Comparative Lit (pynchon etc.)

Jeffrey K. Carney JeffC at cc.snow.edu
Fri Aug 5 13:11:27 CDT 1994


>BTW, is it general knowledge that Pynchon has "disowned" _Lot 49_?

He did after all suggest in his intro to _Slow Learner_ that he seemed to
have forgotten everything he had learned about writing when he wrote it. 
BUT perhaps this is a good thing? a way of flaunting convention even more
overtly than ever?  And of course, it's curious that he would publish a
collection of stories at the same time he sort of knocks them.

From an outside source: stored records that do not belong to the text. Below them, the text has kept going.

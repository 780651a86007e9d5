//! Provider trait definition for OCR and extraction model adapters

use async_trait::async_trait;
use serde_json::Value;

use crate::dataset::ExtractionResult;

/// Error types for provider operations
#[derive(Debug, thiserror::Error)]
pub enum ProviderError {
    #[error("HTTP error: {0}")]
    Http(#[from] reqwest::Error),

    #[error("API error: {status} - {message}")]
    Api { status: u16, message: String },

    #[error("Parse error: {0}")]
    Parse(String),

    #[error("Configuration error: {0}")]
    Config(String),

    #[error("{0} is not supported by this provider")]
    Unsupported(&'static str),

    #[error("Timed out after {timeout_secs}s")]
    Timeout { timeout_secs: u64 },
}

pub type ProviderResult<T> = Result<T, ProviderError>;

/// Adapter for a vendor model that can OCR a document image and/or extract
/// schema-conforming JSON.
///
/// `ocr` is required. The extraction methods default to
/// [`ProviderError::Unsupported`] so OCR-only adapters need not implement
/// them.
#[async_trait]
pub trait ModelProvider: Send + Sync {
    /// Model identifier this instance drives (e.g. "gpt-4o")
    fn model(&self) -> &str;

    /// Convert the document image to markdown
    async fn ocr(&self, image_url: &str) -> ProviderResult<ExtractionResult>;

    /// Produce JSON conforming to `schema` from previously OCR'd text
    async fn extract_from_text(
        &self,
        _text: &str,
        _schema: &Value,
    ) -> ProviderResult<ExtractionResult> {
        Err(ProviderError::Unsupported("text extraction"))
    }

    /// Produce JSON conforming to `schema` straight from the image
    async fn extract_from_image(
        &self,
        _image_url: &str,
        _schema: &Value,
    ) -> ProviderResult<ExtractionResult> {
        Err(ProviderError::Unsupported("image extraction"))
    }
}
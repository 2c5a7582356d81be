//! Ingestion requests carried by the work queue.

use chrono::{DateTime, Utc};
use serde::{Deserialize, Serialize};

use crate::time::from_unix;

/// One GRIB file to reduce and ingest.
///
/// Times are Unix seconds to keep the queue payload stable across
/// producers.
#[derive(Debug, Clone, PartialEq, Eq, Hash, Serialize, Deserialize)]
pub struct IngestRequest {
    pub url: String,
    pub idx_url: String,
    /// Source short name
    pub source: String,
    pub valid_time: i64,
    pub run_time: i64,
}

impl IngestRequest {
    pub fn valid_at(&self) -> DateTime<Utc> {
        from_unix(self.valid_time)
    }

    pub fn run_at(&self) -> DateTime<Utc> {
        from_unix(self.run_time)
    }

    /// Whether the request's valid time is older than `max_age` before `now`.
    pub fn is_expired(&self, now: DateTime<Utc>, max_age: chrono::Duration) -> bool {
        self.valid_at() < now - max_age
    }
}

#[cfg(test)]
mod tests {
    use super::*;
    use chrono::{Duration, TimeZone};

    fn request(valid: DateTime<Utc>) -> IngestRequest {
        IngestRequest {
            url: "https://example.com/hrrr.t12z.wrfsfcf01.grib2".into(),
            idx_url: "https://example.com/hrrr.t12z.wrfsfcf01.grib2.idx".into(),
            source: "hrrr".into(),
            valid_time: valid.timestamp(),
            run_time: valid.timestamp() - 3600,
        }
    }

    #[test]
    fn test_request_json_shape() {
        let valid = Utc.with_ymd_and_hms(2024, 1, 15, 13, 0, 0).unwrap();
        let json = serde_json::to_value(request(valid)).unwrap();
        assert_eq!(json["source"], "hrrr");
        assert_eq!(json["valid_time"], valid.timestamp());
    }

    #[test]
    fn test_expiry() {
        let now = Utc.with_ymd_and_hms(2024, 1, 16, 12, 0, 0).unwrap();
        let max_age = Duration::hours(12);
        assert!(request(now - Duration::hours(13)).is_expired(now, max_age));
        assert!(!request(now - Duration::hours(11)).is_expired(now, max_age));
        assert!(!request(now + Duration::hours(6)).is_expired(now, max_age));
    }
}
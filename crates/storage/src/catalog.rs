//! Source/field catalog and projection registry.

use async_trait::async_trait;
use chrono::{DateTime, Utc};
use sqlx::{postgres::PgPoolOptions, types::Json, FromRow, PgPool};
use tracing::{debug, info};

use wx_common::{
    GribSelector, IndexSelector, Metric, MetricId, Projection, ProjectionId, ProjectionParams,
    Source, SourceField, SourceFieldId, SourceId, StepType, WxError, WxResult,
};

use crate::seed::CatalogSeed;

/// Shared projection records, one per distinct grid.
#[async_trait]
pub trait ProjectionRegistry: Send + Sync {
    /// Return the projection with exactly these parameters, creating it
    /// on first sight. Ids are stable.
    async fn get_or_create_projection(&self, params: &ProjectionParams) -> WxResult<Projection>;
}

/// Sources and their configured fields.
#[async_trait]
pub trait SourceCatalog: Send + Sync {
    async fn source_by_short_name(&self, short_name: &str) -> WxResult<Source>;

    /// Fields of a source ordered by id.
    async fn source_fields(&self, source_id: SourceId) -> WxResult<Vec<SourceField>>;

    async fn set_field_projection(
        &self,
        field_id: SourceFieldId,
        projection_id: ProjectionId,
    ) -> WxResult<()>;

    async fn mark_updated(&self, source_id: SourceId, at: DateTime<Utc>) -> WxResult<()>;

    /// Fields of every source providing one of `metrics`.
    async fn fields_for_metrics(&self, metrics: &[MetricId]) -> WxResult<Vec<SourceField>>;
}

/// PostgreSQL-backed catalog.
pub struct PgCatalog {
    pool: PgPool,
}

impl PgCatalog {
    pub async fn connect(database_url: &str) -> WxResult<Self> {
        let pool = PgPoolOptions::new()
            .max_connections(10)
            .connect(database_url)
            .await
            .map_err(|e| WxError::DatabaseError(format!("Connection failed: {}", e)))?;

        Ok(Self { pool })
    }

    pub async fn migrate(&self) -> WxResult<()> {
        for statement in SCHEMA_SQL.split(';') {
            let trimmed = statement.trim();
            if !trimmed.is_empty() {
                sqlx::query(trimmed)
                    .execute(&self.pool)
                    .await
                    .map_err(|e| WxError::DatabaseError(format!("Migration failed: {}", e)))?;
            }
        }

        Ok(())
    }

    /// Upsert metrics, sources and fields from a seed. Existing projection
    /// assignments are kept.
    pub async fn apply_seed(&self, seed: &CatalogSeed) -> WxResult<()> {
        for metric in seed.all_metrics() {
            sqlx::query(
                "INSERT INTO metrics (id, name, units, intermediate) VALUES ($1, $2, $3, $4) \
                 ON CONFLICT (id) DO UPDATE SET name = EXCLUDED.name, units = EXCLUDED.units, \
                 intermediate = EXCLUDED.intermediate",
            )
            .bind(metric.id.0)
            .bind(&metric.name)
            .bind(&metric.units)
            .bind(metric.intermediate)
            .execute(&self.pool)
            .await
            .map_err(|e| WxError::DatabaseError(format!("Metric upsert failed: {}", e)))?;
        }

        for source in &seed.sources {
            let (source_id,): (i64,) = sqlx::query_as(
                "INSERT INTO sources (short_name, name, src_url) VALUES ($1, $2, $3) \
                 ON CONFLICT (short_name) DO UPDATE SET name = EXCLUDED.name, \
                 src_url = EXCLUDED.src_url RETURNING id",
            )
            .bind(&source.short_name)
            .bind(&source.name)
            .bind(&source.src_url)
            .fetch_one(&self.pool)
            .await
            .map_err(|e| WxError::DatabaseError(format!("Source upsert failed: {}", e)))?;

            for field in &source.fields {
                sqlx::query(
                    r#"
                    INSERT INTO source_fields (
                        source_id, metric_id, idx_short_name, idx_level,
                        grib_short_name, grib_level, grib_step_type
                    ) VALUES ($1, $2, $3, $4, $5, $6, $7)
                    ON CONFLICT (source_id, metric_id) DO UPDATE SET
                        idx_short_name = EXCLUDED.idx_short_name,
                        idx_level = EXCLUDED.idx_level,
                        grib_short_name = EXCLUDED.grib_short_name,
                        grib_level = EXCLUDED.grib_level,
                        grib_step_type = EXCLUDED.grib_step_type
                    "#,
                )
                .bind(source_id)
                .bind(field.metric.0)
                .bind(&field.idx.short_name)
                .bind(&field.idx.level)
                .bind(&field.grib.short_name)
                .bind(&field.grib.level)
                .bind(field.grib.step_type.map(|s| s.as_str()))
                .execute(&self.pool)
                .await
                .map_err(|e| WxError::DatabaseError(format!("Field upsert failed: {}", e)))?;
            }

            info!(source = %source.short_name, fields = source.fields.len(), "Seeded source");
        }

        Ok(())
    }

    async fn query_fields(&self, filter: &str, bind: FieldFilter<'_>) -> WxResult<Vec<SourceField>> {
        let sql = format!("{} WHERE {} ORDER BY f.id", FIELD_SELECT, filter);
        let query = sqlx::query_as::<_, FieldRow>(&sql);
        let query = match bind {
            FieldFilter::Source(id) => query.bind(id),
            FieldFilter::Metrics(ids) => query.bind(ids.to_vec()),
        };

        let rows = query
            .fetch_all(&self.pool)
            .await
            .map_err(|e| WxError::DatabaseError(format!("Query failed: {}", e)))?;

        rows.into_iter().map(FieldRow::into_field).collect()
    }
}

enum FieldFilter<'a> {
    Source(i64),
    Metrics(&'a [i64]),
}

#[async_trait]
impl ProjectionRegistry for PgCatalog {
    async fn get_or_create_projection(&self, params: &ProjectionParams) -> WxResult<Projection> {
        sqlx::query("INSERT INTO projections (params) VALUES ($1) ON CONFLICT (params) DO NOTHING")
            .bind(Json(params))
            .execute(&self.pool)
            .await
            .map_err(|e| WxError::DatabaseError(format!("Projection insert failed: {}", e)))?;

        let row = sqlx::query_as::<_, ProjectionRow>(
            "SELECT id, params FROM projections WHERE params = $1",
        )
        .bind(Json(params))
        .fetch_one(&self.pool)
        .await
        .map_err(|e| WxError::DatabaseError(format!("Projection lookup failed: {}", e)))?;

        debug!(id = row.id, "Resolved projection");
        Ok(row.into())
    }
}

#[async_trait]
impl SourceCatalog for PgCatalog {
    async fn source_by_short_name(&self, short_name: &str) -> WxResult<Source> {
        let row = sqlx::query_as::<_, SourceRow>(
            "SELECT id, short_name, name, src_url, last_updated FROM sources WHERE short_name = $1",
        )
        .bind(short_name)
        .fetch_optional(&self.pool)
        .await
        .map_err(|e| WxError::DatabaseError(format!("Query failed: {}", e)))?;

        row.map(Source::from)
            .ok_or_else(|| WxError::UnknownSource(short_name.to_string()))
    }

    async fn source_fields(&self, source_id: SourceId) -> WxResult<Vec<SourceField>> {
        self.query_fields("f.source_id = $1", FieldFilter::Source(source_id.0))
            .await
    }

    async fn set_field_projection(
        &self,
        field_id: SourceFieldId,
        projection_id: ProjectionId,
    ) -> WxResult<()> {
        let result = sqlx::query("UPDATE source_fields SET projection_id = $1 WHERE id = $2")
            .bind(projection_id.0)
            .bind(field_id.0)
            .execute(&self.pool)
            .await
            .map_err(|e| WxError::DatabaseError(format!("Update failed: {}", e)))?;

        if result.rows_affected() == 0 {
            return Err(WxError::NotFound(format!("source field {}", field_id.0)));
        }
        Ok(())
    }

    async fn mark_updated(&self, source_id: SourceId, at: DateTime<Utc>) -> WxResult<()> {
        sqlx::query("UPDATE sources SET last_updated = $1 WHERE id = $2")
            .bind(at)
            .bind(source_id.0)
            .execute(&self.pool)
            .await
            .map_err(|e| WxError::DatabaseError(format!("Update failed: {}", e)))?;
        Ok(())
    }

    async fn fields_for_metrics(&self, metrics: &[MetricId]) -> WxResult<Vec<SourceField>> {
        let ids: Vec<i64> = metrics.iter().map(|m| m.0).collect();
        self.query_fields("f.metric_id = ANY($1)", FieldFilter::Metrics(&ids))
            .await
    }
}

#[derive(Debug, FromRow)]
struct SourceRow {
    id: i64,
    short_name: String,
    name: String,
    src_url: Option<String>,
    last_updated: Option<DateTime<Utc>>,
}

impl From<SourceRow> for Source {
    fn from(row: SourceRow) -> Self {
        Source {
            id: SourceId(row.id),
            short_name: row.short_name,
            name: row.name,
            src_url: row.src_url,
            last_updated: row.last_updated,
        }
    }
}

#[derive(Debug, FromRow)]
struct ProjectionRow {
    id: i64,
    params: Json<ProjectionParams>,
}

impl From<ProjectionRow> for Projection {
    fn from(row: ProjectionRow) -> Self {
        Projection {
            id: ProjectionId(row.id),
            params: row.params.0,
        }
    }
}

#[derive(Debug, FromRow)]
struct FieldRow {
    id: i64,
    source_id: i64,
    metric_id: i64,
    metric_name: String,
    metric_units: String,
    intermediate: bool,
    idx_short_name: String,
    idx_level: String,
    grib_short_name: String,
    grib_level: String,
    grib_step_type: Option<String>,
    projection_id: Option<i64>,
    projection_params: Option<Json<ProjectionParams>>,
}

impl FieldRow {
    fn into_field(self) -> WxResult<SourceField> {
        let step_type = self
            .grib_step_type
            .as_deref()
            .map(str::parse::<StepType>)
            .transpose()
            .map_err(|e| WxError::DatabaseError(format!("Field {}: {}", self.id, e)))?;

        let projection = match (self.projection_id, self.projection_params) {
            (Some(id), Some(params)) => Some(Projection {
                id: ProjectionId(id),
                params: params.0,
            }),
            _ => None,
        };

        Ok(SourceField {
            id: SourceFieldId(self.id),
            source_id: SourceId(self.source_id),
            metric: Metric {
                id: MetricId(self.metric_id),
                name: self.metric_name,
                units: self.metric_units,
                intermediate: self.intermediate,
            },
            idx: IndexSelector::new(self.idx_short_name, self.idx_level),
            selector: GribSelector {
                short_name: self.grib_short_name,
                level: self.grib_level,
                step_type,
            },
            projection,
        })
    }
}

const FIELD_SELECT: &str = r#"
SELECT f.id, f.source_id, m.id AS metric_id, m.name AS metric_name,
       m.units AS metric_units, m.intermediate,
       f.idx_short_name, f.idx_level, f.grib_short_name, f.grib_level,
       f.grib_step_type, p.id AS projection_id, p.params AS projection_params
FROM source_fields f
JOIN metrics m ON m.id = f.metric_id
LEFT JOIN projections p ON p.id = f.projection_id
"#;

const SCHEMA_SQL: &str = r#"
CREATE TABLE IF NOT EXISTS sources (
    id BIGSERIAL PRIMARY KEY,
    short_name TEXT NOT NULL UNIQUE,
    name TEXT NOT NULL,
    src_url TEXT,
    last_updated TIMESTAMPTZ
);

CREATE TABLE IF NOT EXISTS metrics (
    id BIGINT PRIMARY KEY,
    name TEXT NOT NULL,
    units TEXT NOT NULL,
    intermediate BOOLEAN NOT NULL DEFAULT FALSE
);

CREATE TABLE IF NOT EXISTS projections (
    id BIGSERIAL PRIMARY KEY,
    params JSONB NOT NULL UNIQUE
);

CREATE TABLE IF NOT EXISTS source_fields (
    id BIGSERIAL PRIMARY KEY,
    source_id BIGINT NOT NULL REFERENCES sources(id),
    metric_id BIGINT NOT NULL REFERENCES metrics(id),
    idx_short_name TEXT NOT NULL,
    idx_level TEXT NOT NULL,
    grib_short_name TEXT NOT NULL,
    grib_level TEXT NOT NULL,
    grib_step_type TEXT,
    projection_id BIGINT REFERENCES projections(id),
    UNIQUE (source_id, metric_id)
);

CREATE INDEX IF NOT EXISTS idx_source_fields_metric ON source_fields(metric_id);
"#;

#[cfg(test)]
mod tests {
    use super::*;

    #[test]
    fn test_field_row_conversion() {
        let row = FieldRow {
            id: 4,
            source_id: 1,
            metric_id: 3,
            metric_name: "Raining".into(),
            metric_units: "bool".into(),
            intermediate: false,
            idx_short_name: "CRAIN".into(),
            idx_level: "surface".into(),
            grib_short_name: "CRAIN".into(),
            grib_level: "surface".into(),
            grib_step_type: Some("instant".into()),
            projection_id: None,
            projection_params: None,
        };
        let field = row.into_field().unwrap();
        assert_eq!(field.id, SourceFieldId(4));
        assert_eq!(field.selector.step_type, Some(StepType::Instant));
        assert!(field.projection.is_none());
    }

    #[test]
    fn test_bad_step_type_is_an_error() {
        let row = FieldRow {
            id: 4,
            source_id: 1,
            metric_id: 3,
            metric_name: "Raining".into(),
            metric_units: "bool".into(),
            intermediate: false,
            idx_short_name: "CRAIN".into(),
            idx_level: "surface".into(),
            grib_short_name: "CRAIN".into(),
            grib_level: "surface".into(),
            grib_step_type: Some("hourly".into()),
            projection_id: None,
            projection_params: None,
        };
        assert!(matches!(row.into_field(), Err(WxError::DatabaseError(_))));
    }

    #[test]
    fn test_schema_statements_split() {
        let statements: Vec<_> = SCHEMA_SQL
            .split(';')
            .map(str::trim)
            .filter(|s| !s.is_empty())
            .collect();
        assert_eq!(statements.len(), 5);
    }
}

On the other hand, I'm with you.  The Lot is good in the same way the 3
stooges are good: superficial slapstick, though with some amusing social
commentary along the way.  V. seems more mature: not just a cursory lampoon
but a deeply meditative investigation of our most brooding questions. 
Benny Profane is not just funny, but human; Stencil, less human, is almost
mythopoeic.  His quest, like Odysseus's, suggests all quests, yet viewed in
such a way that we wonder, as Homer seems not to, what quests are all
about, and what meaning they could possibly have in a world where myth
seems as obsolete as a copper penny.

GR, well, it's great but irritating, suffering from the same
self-indulgence that plagues so much of Joyce's work, though perhaps
redeemed by its broader social themes, which must be considered in the
context of the age in which he wrote it.  I still haven't made up my mind.